We might also pause to appreciate the strength of many African cultural institutions. Although secular Westerners tend to dismiss the role of Christianity, Africa today has strong Christian communities that play an increasingly assertive role in the Catholic, Anglican, and Methodist churches worldwide. And these are emphatically African communities — not colonial relics but rather expressive of a vibrant African quality. They are typically conservative in their religious outlook, upholding Christian tradition and opposed to the progressive tendencies of their North American and European counterparts. Cardinal Robert Sarah, for example, has been an exemplar of traditional Catholicism and was a strong ally of the late Pope Benedict XVI. This Christian faith makes for a stabilising force in many African countries.
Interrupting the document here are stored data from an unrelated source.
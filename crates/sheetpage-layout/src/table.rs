//! Table building for one page

use ahash::{AHashMap, AHashSet};

use crate::border::resolve_conflicts;
use crate::document::{OutputCell, Table};
use crate::filter::FilteredSheet;
use crate::page_break::Band;
use crate::style::StyleConverter;

/// Span of a merge anchor on the page grid
#[derive(Debug, Clone, Copy, PartialEq, Eq)]
struct Span {
    rows: usize,
    cols: usize,
}

/// Build the table for the page covering `rows` × `cols` of `sheet`
///
/// `row_heights` and `col_widths` are the scaled sizes (mm) of every
/// filtered row and column; the page takes its slices of them.
pub fn build_table(
    sheet: &FilteredSheet<'_>,
    rows: Band,
    cols: Band,
    row_heights: &[f64],
    col_widths: &[f64],
    converter: &StyleConverter<'_>,
) -> Table {
    let (anchors, covered) = page_merges(sheet, rows, cols);

    let first = sheet.cells.partition_point(|c| c.row < rows.start);
    let mut cells: Vec<OutputCell> = Vec::new();
    let mut placed: AHashSet<(usize, usize)> = AHashSet::new();

    for fc in sheet.cells[first..]
        .iter()
        .take_while(|c| c.row <= rows.end)
        .filter(|c| cols.contains(c.col))
    {
        let key = (fc.row - rows.start, fc.col - cols.start);
        if covered.contains(&key) {
            continue;
        }
        let mut out = converter.convert(fc.cell, key.0, key.1);
        if let Some(span) = anchors.get(&key) {
            out.row_span = Some(span.rows);
            out.col_span = Some(span.cols);
        }
        placed.insert(key);
        cells.push(out);
    }

    // Merges whose anchor holds no data still occupy their area
    let mut missing: Vec<_> = anchors
        .iter()
        .filter(|(key, _)| !placed.contains(*key))
        .collect();
    if !missing.is_empty() {
        missing.sort_unstable_by_key(|(key, _)| **key);
        for (&(row, col), span) in missing {
            let mut out = converter.blank(row, col);
            out.row_span = Some(span.rows);
            out.col_span = Some(span.cols);
            cells.push(out);
        }
        cells.sort_by_key(|c| (c.row, c.col));
    }

    resolve_conflicts(&mut cells);

    Table {
        row_heights: row_heights[rows.indices()].to_vec(),
        column_widths: col_widths[cols.indices()].to_vec(),
        cells,
    }
}

/// Merges lying wholly on the page, keyed by page-local anchor, plus the
/// page-local keys they cover
fn page_merges(
    sheet: &FilteredSheet<'_>,
    rows: Band,
    cols: Band,
) -> (AHashMap<(usize, usize), Span>, AHashSet<(usize, usize)>) {
    let mut anchors = AHashMap::new();
    let mut covered = AHashSet::new();

    let on_page = sheet.merges.iter().filter(|m| {
        rows.contains(m.start_row)
            && rows.contains(m.end_row)
            && cols.contains(m.start_col)
            && cols.contains(m.end_col)
    });
    for m in on_page {
        let anchor = (m.start_row - rows.start, m.start_col - cols.start);
        anchors.insert(
            anchor,
            Span {
                rows: m.row_span(),
                cols: m.col_span(),
            },
        );
        for r in 0..m.row_span() {
            for c in 0..m.col_span() {
                if (r, c) != (0, 0) {
                    covered.insert((anchor.0 + r, anchor.1 + c));
                }
            }
        }
    }
    (anchors, covered)
}
//! Border conversion and conflict resolution
//!
//! Two adjacent cells may both declare the edge they share. Printing both
//! would double the line, so one value is chosen and written to both sides:
//! the wider line wins, then `double > solid > dashed > dotted`, then the
//! first cell in reading order.

use ahash::AHashMap;
use sheetpage_core::{BorderEdge, BorderLineStyle, BorderStyle};

use crate::document::{BorderLine, CellBorders, Edge, LineStyle, OutputCell};
use crate::units::pixels_to_mm;

/// Line width in 96 dpi pixels for a spreadsheet border style
pub fn width_px(style: BorderLineStyle) -> f64 {
    match style {
        BorderLineStyle::None => 0.0,
        BorderLineStyle::Hair => 0.5,
        BorderLineStyle::Thin
        | BorderLineStyle::Dotted
        | BorderLineStyle::Dashed
        | BorderLineStyle::DashDot
        | BorderLineStyle::DashDotDot => 1.0,
        BorderLineStyle::Medium
        | BorderLineStyle::MediumDashed
        | BorderLineStyle::MediumDashDot
        | BorderLineStyle::MediumDashDotDot
        | BorderLineStyle::SlantDashDot => 2.0,
        BorderLineStyle::Thick | BorderLineStyle::Double => 3.0,
    }
}

/// Rendered line style for a spreadsheet border style
pub fn line_style(style: BorderLineStyle) -> Option<LineStyle> {
    Some(match style {
        BorderLineStyle::None => return None,
        BorderLineStyle::Double => LineStyle::Double,
        BorderLineStyle::Dotted => LineStyle::Dotted,
        BorderLineStyle::Dashed
        | BorderLineStyle::DashDot
        | BorderLineStyle::DashDotDot
        | BorderLineStyle::MediumDashed
        | BorderLineStyle::MediumDashDot
        | BorderLineStyle::MediumDashDotDot
        | BorderLineStyle::SlantDashDot => LineStyle::Dashed,
        BorderLineStyle::Thin
        | BorderLineStyle::Medium
        | BorderLineStyle::Thick
        | BorderLineStyle::Hair => LineStyle::Solid,
    })
}

/// Convert one edge; `None` styles produce no line
pub fn convert_edge(edge: &BorderEdge) -> Option<BorderLine> {
    Some(BorderLine {
        style: line_style(edge.style)?,
        width: pixels_to_mm(width_px(edge.style)),
        color: edge.color.to_css_hex(),
    })
}

/// Convert all four sides; `None` when nothing is drawn
pub fn convert_borders(border: &BorderStyle) -> Option<CellBorders> {
    let side = |edge: &Option<BorderEdge>| edge.as_ref().and_then(convert_edge);
    let borders = CellBorders {
        top: side(&border.top),
        right: side(&border.right),
        bottom: side(&border.bottom),
        left: side(&border.left),
    };
    (!borders.is_empty()).then_some(borders)
}

/// Pick the line drawn on an edge shared by `first` and `second`
///
/// A side without a line yields to one that has one.
pub fn resolve<'a>(
    first: Option<&'a BorderLine>,
    second: Option<&'a BorderLine>,
) -> Option<&'a BorderLine> {
    match (first, second) {
        (Some(a), Some(b)) => {
            if b.width > a.width
                || (b.width == a.width && b.style.priority() > a.style.priority())
            {
                Some(b)
            } else {
                Some(a)
            }
        }
        (a, b) => a.or(b),
    }
}

/// Make every shared edge between the cells of one table agree
///
/// Each cell is compared with its right neighbour at `(row, col + colSpan)`
/// and its bottom neighbour at `(row + rowSpan, col)`. Cells without a
/// neighbour in the slice are left untouched.
pub fn resolve_conflicts(cells: &mut [OutputCell]) {
    let index: AHashMap<(usize, usize), usize> = cells
        .iter()
        .enumerate()
        .map(|(i, c)| ((c.row, c.col), i))
        .collect();

    for i in 0..cells.len() {
        let (row, col) = (cells[i].row, cells[i].col);
        let right = index.get(&(row, col + cells[i].col_span())).copied();
        let below = index.get(&(row + cells[i].row_span(), col)).copied();

        if let Some(j) = right {
            reconcile(cells, i, Edge::Right, j, Edge::Left);
        }
        if let Some(j) = below {
            reconcile(cells, i, Edge::Bottom, j, Edge::Top);
        }
    }

    for cell in cells.iter_mut() {
        cell.border = cell.borders.as_ref().and_then(|b| b.representative().cloned());
    }
}

fn reconcile(cells: &mut [OutputCell], i: usize, edge_i: Edge, j: usize, edge_j: Edge) {
    let winner = resolve(cells[i].edge(edge_i), cells[j].edge(edge_j)).cloned();
    if winner.is_none() {
        return;
    }
    cells[i].set_edge(edge_i, winner.clone());
    cells[j].set_edge(edge_j, winner);
}
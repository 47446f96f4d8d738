//! Error types for sheetpage-core

use thiserror::Error;

/// Result type alias using [`Error`]
pub type Result<T> = std::result::Result<T, Error>;

/// Errors that can occur while building or addressing a workbook
#[derive(Debug, Error)]
pub enum Error {
    /// Invalid cell address format
    #[error("Invalid cell address: {0}")]
    InvalidAddress(String),

    /// Invalid cell range format
    #[error("Invalid cell range: {0}")]
    InvalidRange(String),

    /// Row index out of bounds
    #[error("Row index {0} out of bounds (max: {1})")]
    RowOutOfBounds(u32, u32),

    /// Column index out of bounds
    #[error("Column index {0} out of bounds (max: {1})")]
    ColumnOutOfBounds(u32, u16),

    /// Sheet index out of bounds
    #[error("Sheet index {0} out of bounds (count: {1})")]
    SheetOutOfBounds(usize, usize),

    /// Sheet not found by name
    #[error("Sheet not found: {0}")]
    SheetNotFound(String),

    /// Invalid sheet name
    #[error("Invalid sheet name: {0}")]
    InvalidSheetName(String),

    /// Duplicate sheet name
    #[error("Sheet name already exists: {0}")]
    DuplicateSheetName(String),

    /// Generic error with message
    #[error("{0}")]
    Other(String),
}

impl Error {
    /// Create a new "other" error with a message
    pub fn other<S: Into<String>>(msg: S) -> Self {
        Error::Other(msg.into())
    }
}
//! Color representation

use std::fmt;

/// Color as delivered by the workbook decoder
///
/// Theme and indexed colors are resolved against the default Office theme
/// and the legacy 56-entry palette when converted to RGB.
#[derive(Debug, Clone, Copy, PartialEq, Eq, Hash, Default)]
#[cfg_attr(feature = "serde", derive(serde::Serialize, serde::Deserialize))]
#[cfg_attr(feature = "serde", serde(rename_all = "snake_case"))]
pub enum Color {
    /// Automatic/default color
    #[default]
    Auto,

    /// RGB color (no alpha)
    Rgb { r: u8, g: u8, b: u8 },

    /// ARGB color; alpha is ignored on paper
    Argb { a: u8, r: u8, g: u8, b: u8 },

    /// Theme color with tint (-100..=100 percent)
    Theme { index: u8, tint: i8 },

    /// Indexed color (legacy Excel palette)
    Indexed(u8),
}

/// Legacy palette, indices 0..56
const PALETTE: [(u8, u8, u8); 56] = [
    (0, 0, 0),
    (255, 255, 255),
    (255, 0, 0),
    (0, 255, 0),
    (0, 0, 255),
    (255, 255, 0),
    (255, 0, 255),
    (0, 255, 255),
    (0, 0, 0),
    (255, 255, 255),
    (255, 0, 0),
    (0, 255, 0),
    (0, 0, 255),
    (255, 255, 0),
    (255, 0, 255),
    (0, 255, 255),
    (128, 0, 0),
    (0, 128, 0),
    (0, 0, 128),
    (128, 128, 0),
    (128, 0, 128),
    (0, 128, 128),
    (192, 192, 192),
    (128, 128, 128),
    (153, 153, 255),
    (153, 51, 102),
    (255, 255, 204),
    (204, 255, 255),
    (102, 0, 102),
    (255, 128, 128),
    (0, 102, 204),
    (204, 204, 255),
    (0, 0, 128),
    (255, 0, 255),
    (255, 255, 0),
    (0, 255, 255),
    (128, 0, 128),
    (128, 0, 0),
    (0, 128, 128),
    (0, 0, 255),
    (0, 204, 255),
    (204, 255, 255),
    (204, 255, 204),
    (255, 255, 153),
    (153, 204, 255),
    (255, 153, 204),
    (204, 153, 255),
    (255, 204, 153),
    (51, 102, 255),
    (51, 204, 204),
    (153, 204, 0),
    (255, 204, 0),
    (255, 153, 0),
    (255, 102, 0),
    (102, 102, 153),
    (150, 150, 150),
];

/// Default Office theme: lt1, dk1, lt2, dk2, accent1..accent6
const THEME: [(u8, u8, u8); 10] = [
    (255, 255, 255),
    (0, 0, 0),
    (238, 236, 225),
    (31, 73, 125),
    (79, 129, 189),
    (192, 80, 77),
    (155, 187, 89),
    (128, 100, 162),
    (75, 172, 198),
    (247, 150, 70),
];

impl Color {
    /// Create an RGB color
    pub const fn rgb(r: u8, g: u8, b: u8) -> Self {
        Color::Rgb { r, g, b }
    }

    /// Create a theme color
    pub const fn theme(index: u8, tint: i8) -> Self {
        Color::Theme { index, tint }
    }

    /// Create from a hex string ("#FF0000", "FF0000" or ARGB "FFFF0000")
    pub fn from_hex(hex: &str) -> Option<Self> {
        let hex = hex.trim_start_matches('#');
        let byte = |i: usize| u8::from_str_radix(hex.get(i..i + 2)?, 16).ok();

        match hex.len() {
            6 => Some(Color::Rgb {
                r: byte(0)?,
                g: byte(2)?,
                b: byte(4)?,
            }),
            8 => Some(Color::Argb {
                a: byte(0)?,
                r: byte(2)?,
                g: byte(4)?,
                b: byte(6)?,
            }),
            _ => None,
        }
    }

    /// Check if color is automatic/default
    pub fn is_auto(&self) -> bool {
        matches!(self, Color::Auto)
    }

    /// Convert to an RGB tuple (`Auto` is black)
    pub fn to_rgb(&self) -> (u8, u8, u8) {
        match *self {
            Color::Auto => (0, 0, 0),
            Color::Rgb { r, g, b } | Color::Argb { r, g, b, .. } => (r, g, b),
            Color::Theme { index, tint } => {
                let base = THEME.get(index as usize).copied().unwrap_or((0, 0, 0));
                apply_tint(base, tint)
            }
            Color::Indexed(i) => PALETTE.get(i as usize).copied().unwrap_or((0, 0, 0)),
        }
    }

    /// CSS-style `#RRGGBB` string
    pub fn to_css_hex(&self) -> String {
        let (r, g, b) = self.to_rgb();
        format!("#{:02X}{:02X}{:02X}", r, g, b)
    }

    pub const BLACK: Color = Color::rgb(0, 0, 0);
    pub const WHITE: Color = Color::rgb(255, 255, 255);
    pub const RED: Color = Color::rgb(255, 0, 0);
    pub const GREEN: Color = Color::rgb(0, 255, 0);
    pub const BLUE: Color = Color::rgb(0, 0, 255);
    pub const GRAY: Color = Color::rgb(128, 128, 128);
}

fn apply_tint(color: (u8, u8, u8), tint: i8) -> (u8, u8, u8) {
    let t = tint as f64 / 100.0;
    let apply = |c: u8| -> u8 {
        let c = c as f64;
        let out = if t < 0.0 { c * (1.0 + t) } else { c + (255.0 - c) * t };
        out.round().clamp(0.0, 255.0) as u8
    };
    (apply(color.0), apply(color.1), apply(color.2))
}

impl fmt::Display for Color {
    fn fmt(&self, f: &mut fmt::Formatter<'_>) -> fmt::Result {
        match self {
            Color::Auto => write!(f, "auto"),
            other => write!(f, "{}", other.to_css_hex()),
        }
    }
}

#[cfg(test)]
mod tests {
    use super::*;

    #[test]
    fn test_from_hex() {
        assert_eq!(Color::from_hex("#FF0000"), Some(Color::RED));
        assert_eq!(
            Color::from_hex("80FFFFFF"),
            Some(Color::Argb {
                a: 128,
                r: 255,
                g: 255,
                b: 255
            })
        );
        assert_eq!(Color::from_hex("12345"), None);
        assert_eq!(Color::from_hex("GG0000"), None);
    }

    #[test]
    fn test_to_css_hex() {
        assert_eq!(Color::Auto.to_css_hex(), "#000000");
        assert_eq!(Color::rgb(18, 52, 86).to_css_hex(), "#123456");
        assert_eq!(Color::Indexed(2).to_css_hex(), "#FF0000");
        assert_eq!(Color::theme(4, 0).to_css_hex(), "#4F81BD");
        assert_eq!(Color::Indexed(200).to_css_hex(), "#000000");
    }

    #[test]
    fn test_theme_tint() {
        // Fully lightened becomes white, fully darkened becomes black
        assert_eq!(Color::theme(1, 100).to_rgb(), (255, 255, 255));
        assert_eq!(Color::theme(0, -100).to_rgb(), (0, 0, 0));
    }
}
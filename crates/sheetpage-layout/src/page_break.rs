//! Page-break planning

/// Overflow tolerance in millimetres
pub const OVERFLOW_EPSILON: f64 = 1e-6;

/// An inclusive run of row or column indices printed on one page
#[derive(Debug, Clone, Copy, PartialEq, Eq)]
pub struct Band {
    pub start: usize,
    pub end: usize,
}

impl Band {
    pub fn len(&self) -> usize {
        self.end - self.start + 1
    }

    pub fn is_empty(&self) -> bool {
        false
    }

    pub fn contains(&self, index: usize) -> bool {
        (self.start..=self.end).contains(&index)
    }

    pub fn indices(&self) -> std::ops::RangeInclusive<usize> {
        self.start..=self.end
    }
}

/// Partition `sizes` into page bands
///
/// A new band starts at index `i > 0` when `i` is a manual break, or when
/// adding element `i` would overflow `limit` and the current band already
/// holds something. A single element larger than `limit` gets a band of its
/// own and is never split. `manual` must be sorted.
pub fn plan_bands(sizes: &[f64], limit: f64, manual: &[usize], force_single: bool) -> Vec<Band> {
    if sizes.is_empty() {
        return Vec::new();
    }
    if force_single {
        return vec![Band {
            start: 0,
            end: sizes.len() - 1,
        }];
    }

    let mut bands = Vec::new();
    let mut start = 0;
    let mut acc = 0.0;
    for (i, &size) in sizes.iter().enumerate() {
        let manual_break = i > 0 && manual.binary_search(&i).is_ok();
        let overflow = acc > 0.0 && acc + size > limit + OVERFLOW_EPSILON;
        if i > start && (manual_break || overflow) {
            bands.push(Band { start, end: i - 1 });
            start = i;
            acc = 0.0;
        }
        acc += size;
    }
    bands.push(Band {
        start,
        end: sizes.len() - 1,
    });
    bands
}

/// Map sheet-level break indices onto local indices
///
/// `local_to_sheet` lists the sheet index of each surviving local index in
/// ascending order. A break before a filtered-out index moves to the next
/// surviving one; breaks at or before the first local index, or past the
/// last, vanish.
pub fn map_breaks<T: Copy + Ord>(breaks: &[T], local_to_sheet: &[T]) -> Vec<usize> {
    let mut mapped: Vec<usize> = breaks
        .iter()
        .map(|b| local_to_sheet.partition_point(|s| s < b))
        .filter(|&i| i > 0 && i < local_to_sheet.len())
        .collect();
    mapped.sort_unstable();
    mapped.dedup();
    mapped
}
Even in the conflict regions where Christian communities are under attack, their very presence offers a rebuke to chaos and criminality.
It’s time to see Africa clearly
For far too long, we’ve tended to view Africa as simply lurching from one crisis to the next, a place to be avoided, its problems something to be dismissed. Reflexively we say, ‘Oh, it’s Africa,’ dismissively, akin to the movie character’s ‘It’s Chinatown, Jake.’ Africa, for us, is the place where bad things happen, and there’s not much anyone can do about it; the only time Africa is important is when it somehow affects our lives, be it through the spread of Ebola or the traffic in blood diamonds or, now, in blood minerals.
What, then, of the child in the Greta Thunberg meme? What of his dreams? One suspects that he goes to bed each night too tired to dream, except perhaps to dream of relief from his monstrous daily existence. He deserves better, as do other such children, but let us not stop there — Africa itself deserves better.
In the end, we need to ask ourselves a simple question: Do we actually care about the peoples of Africa, or do we simply want their cobalt and other minerals? Are we content to treat them simply as slaves as we race to environmental utopia in our electric vehicles?
Cecil Rhodes was once a hero, and now his statues are tumbled. Perhaps the statues we erect to Greta and her ilk today will be tumbled by our great-grandchildren. Better, instead, that we forego the statues and allow ourselves, finally, to see Africa clearly, appreciating its strengths and its challenges. It’s not just the Africans who will benefit.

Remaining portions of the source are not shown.